Blind World

Study links high monosodium glutamate (MSG) diet to blindness in rats.

October 25, 2002.

By Susan Schwartz,
South China Morning Post.

Eating too much monosodium glutamate (MSG), the flavour enhancer widely used in Hong Kong cooking and in snack foods, could cause blindness.

Rats fed on diets high in MSG suffered vision loss and a thinning of the retina, the layer of light-sensitive cells on the rear wall of the eyeball, in a Japanese study at Hirosaki University published this week in British weekly New Scientist.

However, Chinese University optometry professor Dennis Lam Shun-chiu said it was too early to jump to conclusions about the research findings. "The dosage used in these experiments is a lot higher than normally used in real life," Professor Lam said.

"We still do not know what the cumulative affects are from eating MSG, although it has been shown previously that when you have a moderate to high degree of MSG there will be damage to cells."

Previous studies have shown that when MSG is injected directly into the eye, it can cause nerve damage. But this study is the first to show that it can have the same effect when ingested through food.

The high-dose MSG diet fed to the rats comprised 20 per cent of the flavour booster, a proportion that lead researcher Hiroshi Ohguro acknowledged was large.

"Lesser amounts should be okay, but the precise borderline amount is still unknown," he said.

Rats were fed three different diets for six months that contained either high levels of MSG, moderate levels, or none.

In rats on the high-MSG diet, some retinal nerve layers thinned by as much as 75 per cent.

Test tests that measured retinal response to light showed they could not see as well as normal.

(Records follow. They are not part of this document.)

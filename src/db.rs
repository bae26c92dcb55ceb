use anyhow::Context;
use chrono::{DateTime, Duration, Utc};
use sqlx::postgres::PgRow;
use sqlx::{PgPool, Row};
use tracing::{info, warn};
use uuid::Uuid;

use crate::models::{
    AppSuggestion, NewSubmission, StoredSubmission, SubmissionRecord, Timeframe, Vehicle,
};
use crate::validate::{SubmissionForm, ValidationError};

pub async fn init_db(pool: &PgPool) -> anyhow::Result<()> {
    sqlx::migrate!("./migrations").run(pool).await?;
    Ok(())
}

async fn insert_row(
    pool: &PgPool,
    submission: &NewSubmission,
    created_at: Option<DateTime<Utc>>,
    source_key: Option<&str>,
) -> anyhow::Result<Option<Uuid>> {
    let id = Uuid::new_v4();
    let result = sqlx::query(
        r#"
        INSERT INTO courier_stats.submissions
        (id, app, orders, vehicle, hours_worked, earnings, avg_pay, timeframe,
         user_id, user_email, created_at, source_key)
        VALUES ($1, $2, $3, $4, $5, $6, $7, $8, $9, $10, COALESCE($11, now()), $12)
        ON CONFLICT (source_key) DO NOTHING
        "#,
    )
    .bind(id)
    .bind(&submission.app)
    .bind(submission.orders)
    .bind(submission.vehicle.as_str())
    .bind(submission.hours_worked)
    .bind(submission.earnings)
    .bind(submission.avg_pay)
    .bind(submission.timeframe.as_str())
    .bind(&submission.user_id)
    .bind(&submission.user_email)
    .bind(created_at)
    .bind(source_key)
    .execute(pool)
    .await?;

    Ok((result.rows_affected() > 0).then_some(id))
}

pub async fn seed(pool: &PgPool) -> anyhow::Result<usize> {
    let now = Utc::now();
    let samples = [
        ("seed-001", "Deliveroo", "9", "5", "117", Vehicle::Bike, Timeframe::Day, "seed-courier-1", 2),
        ("seed-002", "uber eats", "14", "6", "168.40", Vehicle::Ebike, Timeframe::Day, "seed-courier-2", 3),
        ("seed-003", "Just Eat", "3", "1", "41.50", Vehicle::Bike, Timeframe::Hour, "seed-courier-3", 0),
        ("seed-004", "Stuart", "62", "22", "810", Vehicle::Scooter, Timeframe::Week, "seed-courier-1", 26),
        ("seed-005", "snappy shopper", "240", "24", "2950", Vehicle::Car, Timeframe::Month, "seed-courier-2", 72),
    ];

    let mut inserted = 0usize;
    for (source_key, app, orders, hours, earnings, vehicle, timeframe, user, hours_ago) in samples {
        let form = SubmissionForm {
            app: app.to_string(),
            orders: orders.to_string(),
            hours_worked: hours.to_string(),
            earnings: earnings.to_string(),
            vehicle,
            timeframe,
            user_id: Some(user.to_string()),
            user_email: Some(format!("{user}@deliverystats.example")),
        };
        let submission = form
            .validate()
            .with_context(|| format!("seed row {source_key} is invalid"))?;

        let created_at = now - Duration::hours(hours_ago);
        if insert_row(pool, &submission, Some(created_at), Some(source_key))
            .await?
            .is_some()
        {
            inserted += 1;
        }
    }

    Ok(inserted)
}

/// Validates and stores a courier's report, enforcing one report per user and
/// timeframe.
pub async fn submit(pool: &PgPool, form: &SubmissionForm) -> anyhow::Result<Uuid> {
    let submission = form.validate()?;

    if let Some(user_id) = submission.user_id.as_deref() {
        if user_has_submission(pool, user_id, submission.timeframe).await? {
            return Err(ValidationError::AlreadySubmitted.into());
        }
    }

    insert_row(pool, &submission, None, None)
        .await?
        .context("submission was not stored")
}

pub async fn user_has_submission(
    pool: &PgPool,
    user_id: &str,
    timeframe: Timeframe,
) -> anyhow::Result<bool> {
    let exists: bool = sqlx::query(
        "SELECT EXISTS (SELECT 1 FROM courier_stats.submissions \
         WHERE user_id = $1 AND timeframe = $2) AS present",
    )
    .bind(user_id)
    .bind(timeframe.as_str())
    .fetch_one(pool)
    .await?
    .get("present");

    Ok(exists)
}

pub async fn fetch_submissions(
    pool: &PgPool,
    timeframe: Timeframe,
    vehicle: Vehicle,
) -> anyhow::Result<Vec<SubmissionRecord>> {
    let rows = sqlx::query(
        "SELECT app, orders, earnings, vehicle, timeframe, created_at \
         FROM courier_stats.submissions \
         WHERE timeframe = $1 AND vehicle = $2",
    )
    .bind(timeframe.as_str())
    .bind(vehicle.as_str())
    .fetch_all(pool)
    .await?;

    let mut records = Vec::with_capacity(rows.len());
    for row in rows {
        records.push(SubmissionRecord {
            app: row.get("app"),
            orders: row.get("orders"),
            earnings: row.get("earnings"),
            vehicle: row.get::<String, _>("vehicle").parse()?,
            timeframe: row.get::<String, _>("timeframe").parse()?,
            created_at: row.get("created_at"),
        });
    }

    Ok(records)
}

fn stored_submission(row: &PgRow) -> anyhow::Result<StoredSubmission> {
    Ok(StoredSubmission {
        id: row.get("id"),
        app: row.get("app"),
        orders: row.get("orders"),
        vehicle: row.get::<String, _>("vehicle").parse()?,
        hours_worked: row.get("hours_worked"),
        earnings: row.get("earnings"),
        avg_pay: row.get("avg_pay"),
        timeframe: row.get::<String, _>("timeframe").parse()?,
        user_id: row.get("user_id"),
        user_email: row.get("user_email"),
        created_at: row.get("created_at"),
        verified: row.get("verified"),
    })
}

/// Every submission, newest first.
pub async fn list_submissions(pool: &PgPool) -> anyhow::Result<Vec<StoredSubmission>> {
    let rows = sqlx::query(
        "SELECT id, app, orders, vehicle, hours_worked, earnings, avg_pay, timeframe, \
         user_id, user_email, created_at, verified \
         FROM courier_stats.submissions \
         ORDER BY created_at DESC",
    )
    .fetch_all(pool)
    .await?;

    rows.iter().map(stored_submission).collect()
}

/// Flips the verified flag. Returns the new value, or `None` if no such row.
pub async fn toggle_verified(pool: &PgPool, id: Uuid) -> anyhow::Result<Option<bool>> {
    let row = sqlx::query(
        "UPDATE courier_stats.submissions SET verified = NOT verified \
         WHERE id = $1 RETURNING verified",
    )
    .bind(id)
    .fetch_optional(pool)
    .await?;

    Ok(row.map(|row| row.get("verified")))
}

pub async fn delete_submission(pool: &PgPool, id: Uuid) -> anyhow::Result<bool> {
    let result = sqlx::query("DELETE FROM courier_stats.submissions WHERE id = $1")
        .bind(id)
        .execute(pool)
        .await?;
    Ok(result.rows_affected() > 0)
}

pub async fn insert_suggestion(pool: &PgPool, suggestion: &AppSuggestion) -> anyhow::Result<Uuid> {
    let id = Uuid::new_v4();
    sqlx::query(
        r#"
        INSERT INTO courier_stats.app_suggestions (id, app, submitted_by, notes)
        VALUES ($1, $2, $3, $4)
        "#,
    )
    .bind(id)
    .bind(&suggestion.app)
    .bind(&suggestion.submitted_by)
    .bind(&suggestion.notes)
    .execute(pool)
    .await?;
    Ok(id)
}

#[derive(serde::Deserialize)]
struct CsvRow {
    app: String,
    orders: String,
    hours_worked: String,
    earnings: String,
    vehicle: Vehicle,
    timeframe: Timeframe,
    user_id: Option<String>,
    user_email: Option<String>,
    created_at: Option<DateTime<Utc>>,
    source_key: Option<String>,
}

/// A CSV row that passed validation.
#[derive(Debug, Clone, PartialEq)]
pub struct ImportRow {
    pub submission: NewSubmission,
    pub created_at: Option<DateTime<Utc>>,
    pub source_key: Option<String>,
}

/// Parses and validates submission rows. Rows that fail either step are
/// logged and skipped.
pub fn read_import_rows<R: std::io::Read>(input: R) -> Vec<ImportRow> {
    let mut reader = csv::Reader::from_reader(input);
    let mut rows = Vec::new();

    for (index, result) in reader.deserialize::<CsvRow>().enumerate() {
        // Header is line 1.
        let line = index + 2;
        let row = match result {
            Ok(row) => row,
            Err(err) => {
                warn!(line, error = %err, "skipping unreadable row");
                continue;
            }
        };

        let form = SubmissionForm {
            app: row.app,
            orders: row.orders,
            hours_worked: row.hours_worked,
            earnings: row.earnings,
            vehicle: row.vehicle,
            timeframe: row.timeframe,
            user_id: row.user_id,
            user_email: row.user_email,
        };

        match form.validate() {
            Ok(submission) => rows.push(ImportRow {
                submission,
                created_at: row.created_at,
                source_key: row.source_key,
            }),
            Err(err) => warn!(line, error = %err, "skipping invalid row"),
        }
    }

    rows
}

pub async fn import_csv(pool: &PgPool, csv_path: &std::path::Path) -> anyhow::Result<usize> {
    let file = std::fs::File::open(csv_path)
        .with_context(|| format!("failed to open {}", csv_path.display()))?;
    let mut inserted = 0usize;

    for row in read_import_rows(file) {
        let source_key = row
            .source_key
            .unwrap_or_else(|| format!("import-{}", Uuid::new_v4()));

        if insert_row(pool, &row.submission, row.created_at, Some(&source_key))
            .await?
            .is_some()
        {
            inserted += 1;
        }
    }

    info!(inserted, path = %csv_path.display(), "csv import finished");
    Ok(inserted)
}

Rats on the moderate diet also had damage, to a lesser extent.

Glutamate is an amino acid that acts as neurotransmitter - a chemical that helps send signals among brain cells.

The findings might go some way to explaining why there is such a high rate of normal-tension glaucoma in eastern Asia, the researchers suggest.

The condition leads to blindness without the increase in pressure inside the eyeball normally associated with glaucoma.

Lower dietary intakes of MSG could produce the same effects over decades, which may be why people tend not to develop normal-tension glaucoma until they are in their forties.